Seseorang yang dulu pernah Luna tulis pada buku diarynya. Bima yang pernah menggetarkan hatinya saat belia. Bima yang pernah membantu saat mengalami kesusahan. Namun Bima pula yang melupakan, dengan membiarkan hati Luna berjuang sendirian untuk melupakan.

Sejatinya Luna menerima pinangan Bima ini ketika akrab secara intens kurang lebih 2 tahun. Keduanya sama-sama berkomitmen meskipun tidak pernah terucap pada bibir masing-masing. Menjalani sebuah hubungan dengan keyakinan bahwa mereka ditakdirkan untuk menjadi pasangan.

Luna didampingi Mama dan Budhe, keluar kamar setelah 2 jam dirias. Berbalut pakaian kebaya warna putih yang simple namun elegan. Luna juga menggunakan face shield transparan sebagai formalitas saja. Menikah di era musim Corona mengharuskan untuk memakai alat kesehatan. Luna lebih memilih face shield dari pada masker, sayang make up kalau tidak terlihat akibat tertutup masker.

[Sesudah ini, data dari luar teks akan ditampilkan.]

//! Standalone rule combinators.
//!
//! Each combinator checks one field against a condition derived from sibling
//! answers and returns the first violation it finds. Default messages follow
//! the data-capture framework's wording; reword them with
//! [`FieldViolation::reword`] where a form needs its own text.

use crate::constants::{NOT_APPLICABLE, OTHER, YES};

use super::answer::Answer;
use super::rules::{FieldViolation, RuleKind, RuleResult};

pub const REQUIRED_MSG: &str = "This field is required.";
pub const NOT_REQUIRED_MSG: &str = "This field is not required.";
pub const APPLICABLE_MSG: &str = "This field is applicable.";
pub const NOT_APPLICABLE_MSG: &str = "This field is not applicable.";

fn matches(responses: &[&str], trigger: Option<&str>) -> bool {
    trigger.is_some_and(|value| responses.contains(&value))
}

fn selected_any(selections: &[String], responses: &[&str]) -> bool {
    selections.iter().any(|s| responses.contains(&s.as_str()))
}

// ---------------------------------------------------------------------------
// Required / not required
// ---------------------------------------------------------------------------

/// `field` must be answered (N/A does not count) when `condition` holds.
pub fn require_when<A: Answer + ?Sized>(condition: bool, field: &str, answer: &A) -> RuleResult {
    if condition && !answer.is_provided() {
        return Err(FieldViolation::field(field, RuleKind::Required, REQUIRED_MSG));
    }
    Ok(())
}

/// `field` must be left empty (or N/A) when `condition` holds.
pub fn forbid_when<A: Answer + ?Sized>(condition: bool, field: &str, answer: &A) -> RuleResult {
    if condition && answer.is_provided() {
        return Err(FieldViolation::field(
            field,
            RuleKind::NotRequired,
            NOT_REQUIRED_MSG,
        ));
    }
    Ok(())
}

/// Required when `condition` holds, not required otherwise.
pub fn required_if_true<A: Answer + ?Sized>(
    condition: bool,
    field: &str,
    answer: &A,
) -> RuleResult {
    require_when(condition, field, answer)?;
    forbid_when(!condition, field, answer)
}

/// Required when `trigger` is one of `responses`, not required otherwise.
pub fn required_if<A: Answer + ?Sized>(
    responses: &[&str],
    trigger: Option<&str>,
    field: &str,
    answer: &A,
) -> RuleResult {
    required_if_true(matches(responses, trigger), field, answer)
}

// ---------------------------------------------------------------------------
// Applicable / not applicable
// ---------------------------------------------------------------------------

/// When `condition` holds the answer must not be N/A; otherwise it must be N/A.
pub fn applicable_if_true<A: Answer + ?Sized>(
    condition: bool,
    field: &str,
    answer: &A,
) -> RuleResult {
    if condition && answer.is_not_applicable() {
        return Err(FieldViolation::field(
            field,
            RuleKind::Applicable,
            APPLICABLE_MSG,
        ));
    }
    if !condition && !answer.is_not_applicable() {
        return Err(FieldViolation::field(
            field,
            RuleKind::NotApplicable,
            NOT_APPLICABLE_MSG,
        ));
    }
    Ok(())
}

pub fn applicable_if<A: Answer + ?Sized>(
    responses: &[&str],
    trigger: Option<&str>,
    field: &str,
    answer: &A,
) -> RuleResult {
    applicable_if_true(matches(responses, trigger), field, answer)
}

/// When `trigger` is one of `responses` the answer must be N/A; otherwise it
/// must not be.
pub fn not_applicable_if<A: Answer + ?Sized>(
    responses: &[&str],
    trigger: Option<&str>,
    field: &str,
    answer: &A,
) -> RuleResult {
    applicable_if_true(!matches(responses, trigger), field, answer)
}

/// One-directional: N/A is enforced only when `trigger` matches.
pub fn not_applicable_only<A: Answer + ?Sized>(
    responses: &[&str],
    trigger: Option<&str>,
    field: &str,
    answer: &A,
) -> RuleResult {
    if matches(responses, trigger) && !answer.is_not_applicable() {
        return Err(FieldViolation::field(
            field,
            RuleKind::NotApplicable,
            NOT_APPLICABLE_MSG,
        ));
    }
    Ok(())
}

/// One-directional: N/A is rejected only when `trigger` matches.
pub fn applicable_only<A: Answer + ?Sized>(
    responses: &[&str],
    trigger: Option<&str>,
    field: &str,
    answer: &A,
) -> RuleResult {
    if matches(responses, trigger) && answer.is_not_applicable() {
        return Err(FieldViolation::field(
            field,
            RuleKind::Applicable,
            APPLICABLE_MSG,
        ));
    }
    Ok(())
}

// ---------------------------------------------------------------------------
// Other-specify
// ---------------------------------------------------------------------------

/// `other_field` is required exactly when `value` is OTHER.
pub fn validate_other_specify(
    value: Option<&str>,
    other_field: &str,
    other: &Option<String>,
) -> RuleResult {
    required_if_true(value == Some(OTHER), other_field, other)
}

// ---------------------------------------------------------------------------
// Multi-select
// ---------------------------------------------------------------------------

pub fn m2m_required(field: &str, selections: &[String]) -> RuleResult {
    if selections.is_empty() {
        return Err(FieldViolation::field(field, RuleKind::Required, REQUIRED_MSG));
    }
    Ok(())
}

/// `field_other` is required exactly when a selection is one of `responses`.
pub fn m2m_other_specify(
    responses: &[&str],
    selections: &[String],
    field_other: &str,
    other: &Option<String>,
) -> RuleResult {
    required_if_true(selected_any(selections, responses), field_other, other)
}

/// Any of `singles` may only be selected on its own.
pub fn m2m_single_selection_if(singles: &[&str], field: &str, selections: &[String]) -> RuleResult {
    if selections.len() < 2 {
        return Ok(());
    }
    match selections.iter().find(|s| singles.contains(&s.as_str())) {
        Some(single) => Err(FieldViolation::field(
            field,
            RuleKind::SingleSelection,
            format!("Invalid combination. '{single}' may not be combined with other selections"),
        )),
        None => Ok(()),
    }
}

/// Messages for [`m2m_na_exclusive`].
#[derive(Debug, Clone, Copy)]
pub struct NaMessages<'a> {
    /// Used when the flag is YES but the NA marker was selected.
    pub marker_selected: &'a str,
    /// Used when the flag is not YES but the NA marker is missing.
    pub marker_missing: &'a str,
}

/// Mutual exclusivity between a YES flag and an NA marker inside a
/// multi-select: with the flag YES the marker must be absent, otherwise it
/// must be present and the sole selection.
pub fn m2m_na_exclusive(
    flag: Option<&str>,
    field: &str,
    selections: &[String],
    marker: &str,
    messages: NaMessages<'_>,
) -> RuleResult {
    let has_marker = selections.iter().any(|s| s == marker);
    if flag == Some(YES) {
        if has_marker {
            return Err(FieldViolation::field(
                field,
                RuleKind::Consistency,
                messages.marker_selected,
            ));
        }
        return Ok(());
    }
    if !has_marker {
        return Err(FieldViolation::field(
            field,
            RuleKind::Consistency,
            messages.marker_missing,
        ));
    }
    m2m_single_selection_if(&[marker], field, selections)
}

#[cfg(test)]
mod tests {
    use super::*;
    use crate::constants::{NO, NONE, POS};
    use assert_matches::assert_matches;

    fn some(s: &str) -> Option<String> {
        Some(s.to_string())
    }

    fn sel(items: &[&str]) -> Vec<String> {
        items.iter().map(|s| s.to_string()).collect()
    }

    #[test]
    fn required_if_requires_on_matching_trigger() {
        let err = required_if(&[YES], Some(YES), "result", &None::<String>).unwrap_err();
        assert_eq!(err.field.as_deref(), Some("result"));
        assert_eq!(err.rule, RuleKind::Required);
    }

    #[test]
    fn required_if_treats_not_applicable_as_missing() {
        let result = required_if(&[YES], Some(YES), "result", &some(NOT_APPLICABLE));
        assert_matches!(result, Err(FieldViolation { rule: RuleKind::Required, .. }));
    }

    #[test]
    fn required_if_rejects_answer_when_not_triggered() {
        let result = required_if(&[YES], Some(NO), "result", &some(POS));
        assert_matches!(result, Err(FieldViolation { rule: RuleKind::NotRequired, .. }));
    }

    #[test]
    fn required_if_passes_empty_when_not_triggered() {
        assert!(required_if(&[YES], Some(NO), "result", &None::<String>).is_ok());
        assert!(required_if(&[YES], None, "result", &some(NOT_APPLICABLE)).is_ok());
    }

    #[test]
    fn require_when_is_one_directional() {
        assert!(require_when(false, "x", &some("given")).is_ok());
        assert!(require_when(true, "x", &Some(3)).is_ok());
    }

    #[test]
    fn applicable_if_true_both_directions() {
        assert_matches!(
            applicable_if_true(true, "has_who_dx", &some(NOT_APPLICABLE)),
            Err(FieldViolation { rule: RuleKind::Applicable, .. })
        );
        assert_matches!(
            applicable_if_true(false, "has_who_dx", &some(YES)),
            Err(FieldViolation { rule: RuleKind::NotApplicable, .. })
        );
        assert!(applicable_if_true(true, "has_who_dx", &some(NO)).is_ok());
        assert!(applicable_if_true(false, "has_who_dx", &some(NOT_APPLICABLE)).is_ok());
    }

    #[test]
    fn not_applicable_if_inverts_applicable_if() {
        assert!(not_applicable_if(&[NO], Some(NO), "mother_alive", &some(NOT_APPLICABLE)).is_ok());
        assert_matches!(
            not_applicable_if(&[NO], Some(NO), "mother_alive", &some(YES)),
            Err(FieldViolation { rule: RuleKind::NotApplicable, .. })
        );
        assert_matches!(
            not_applicable_if(&[NO], Some(YES), "mother_alive", &some(NOT_APPLICABLE)),
            Err(FieldViolation { rule: RuleKind::Applicable, .. })
        );
    }

    #[test]
    fn applicable_only_allows_na_without_trigger() {
        assert!(applicable_only(&[YES], Some(NO), "f", &some(NOT_APPLICABLE)).is_ok());
        assert!(applicable_only(&[YES], Some(YES), "f", &some("x")).is_ok());
        assert_matches!(
            applicable_only(&[YES], Some(YES), "f", &some(NOT_APPLICABLE)),
            Err(FieldViolation { rule: RuleKind::Applicable, .. })
        );
    }

    #[test]
    fn not_applicable_only_ignores_other_triggers() {
        assert!(not_applicable_only(&[NO], Some(YES), "f", &some(NOT_APPLICABLE)).is_ok());
        assert!(not_applicable_only(&[NO], Some(NO), "f", &some("x")).is_err());
    }

    #[test]
    fn applicable_only_ignores_other_triggers() {
        assert!(applicable_only(&[NO], Some(YES), "f", &some(NOT_APPLICABLE)).is_ok());
        assert!(applicable_only(&[NO], Some(NO), "f", &some(NOT_APPLICABLE)).is_err());
    }

    #[test]
    fn other_specify_pairs_with_other() {
        assert!(validate_other_specify(Some(OTHER), "x_other", &None).is_err());
        assert!(validate_other_specify(Some(OTHER), "x_other", &some("a clinic")).is_ok());
        assert!(validate_other_specify(Some("hospital"), "x_other", &some("a clinic")).is_err());
        assert!(validate_other_specify(None, "x_other", &None).is_ok());
    }

    #[test]
    fn m2m_other_specify_checks_any_selection() {
        let selections = sel(&["friend", OTHER]);
        assert!(m2m_other_specify(&[OTHER], &selections, "x_other", &None).is_err());
        assert!(m2m_other_specify(&[OTHER], &sel(&["friend"]), "x_other", &some("y")).is_err());
        assert!(m2m_other_specify(&[OTHER], &sel(&["friend"]), "x_other", &None).is_ok());
    }

    #[test]
    fn single_selection_rejects_combination() {
        let err = m2m_single_selection_if(&[OTHER, NONE], "complications", &sel(&[NONE, "bleeding"]))
            .unwrap_err();
        assert_eq!(
            err.message,
            "Invalid combination. 'NONE' may not be combined with other selections"
        );
        assert!(m2m_single_selection_if(&[OTHER, NONE], "c", &sel(&[NONE])).is_ok());
        assert!(m2m_single_selection_if(&[OTHER, NONE], "c", &sel(&["a", "b"])).is_ok());
    }

    #[test]
    fn na_exclusive_enforces_marker_rules() {
        let messages = NaMessages {
            marker_selected: "selected",
            marker_missing: "missing",
        };
        let err = m2m_na_exclusive(Some(YES), "d", &sel(&["na"]), "na", messages).unwrap_err();
        assert_eq!(err.message, "selected");
        let err = m2m_na_exclusive(Some(NO), "d", &sel(&["flu"]), "na", messages).unwrap_err();
        assert_eq!(err.message, "missing");
        let err = m2m_na_exclusive(Some(NO), "d", &sel(&["na", "flu"]), "na", messages).unwrap_err();
        assert_eq!(err.rule, RuleKind::SingleSelection);
        assert!(m2m_na_exclusive(Some(NO), "d", &sel(&["na"]), "na", messages).is_ok());
        assert!(m2m_na_exclusive(Some(YES), "d", &sel(&["flu"]), "na", messages).is_ok());
    }

    #[test]
    fn m2m_required_rejects_empty() {
        assert!(m2m_required("diagnoses", &[]).is_err());
        assert!(m2m_required("diagnoses", &sel(&["flu"])).is_ok());
    }
}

Ruang tamu sudah dipenuhi sanak keluarga, dan sudah hadir Penghulu serta Modin. Papa dan beberapa kerabat mengitari meja akad. Dan tak lupa Bima yang sudah Luna mantapkan hati untuk diterima sebagai suami. Keduanya duduk di antara Papa, Luna yang kapan hari ingin sekali Papa sendiri yang menikahkannya. Akan tetapi penghulu yang ditugaskan, Papa bilang, "Biar penghulu saja yang mengikrarkan akad, Papa cukup merestui. Lagian supaya penghulu kerja tidak makan gaji buta," ucap Papa jenaka.

Luna cemberut sih sebenernya, karena dia ingin sekali kalau Papa yang mengikrarkan. Tapi Luna cukup pengertian, mungkin Papa memang tidak siap. Bukan karena tidak mau Luna menikah, tapi lebih seperti merasa kehilangan. Anak yang dulu dia besarkan, dia cantikkan, dia pintarkan, kini sudah jadi milik orang. Luna sih taunya sekilas alasan tersebut, karena yang paling tau ya para bapak-bapak. Baiklah, Luna hormati keputusan Papa, mungkin memang beliau belum bisa merelakan, atau melepaskan anak perempuannya. Yang penting sah.

Setelah penghulu berbicara bahwa semua dipasrahkan, Papa bergeser ke belakang. Luna dan Bima duduk bersebelahan. Tangan kanan Penghulu dan Bima saling bersalaman, Luna berasa deg-degan. Semoga pilihannya ini memang yang terbaik. Ucap Luna dalam hati.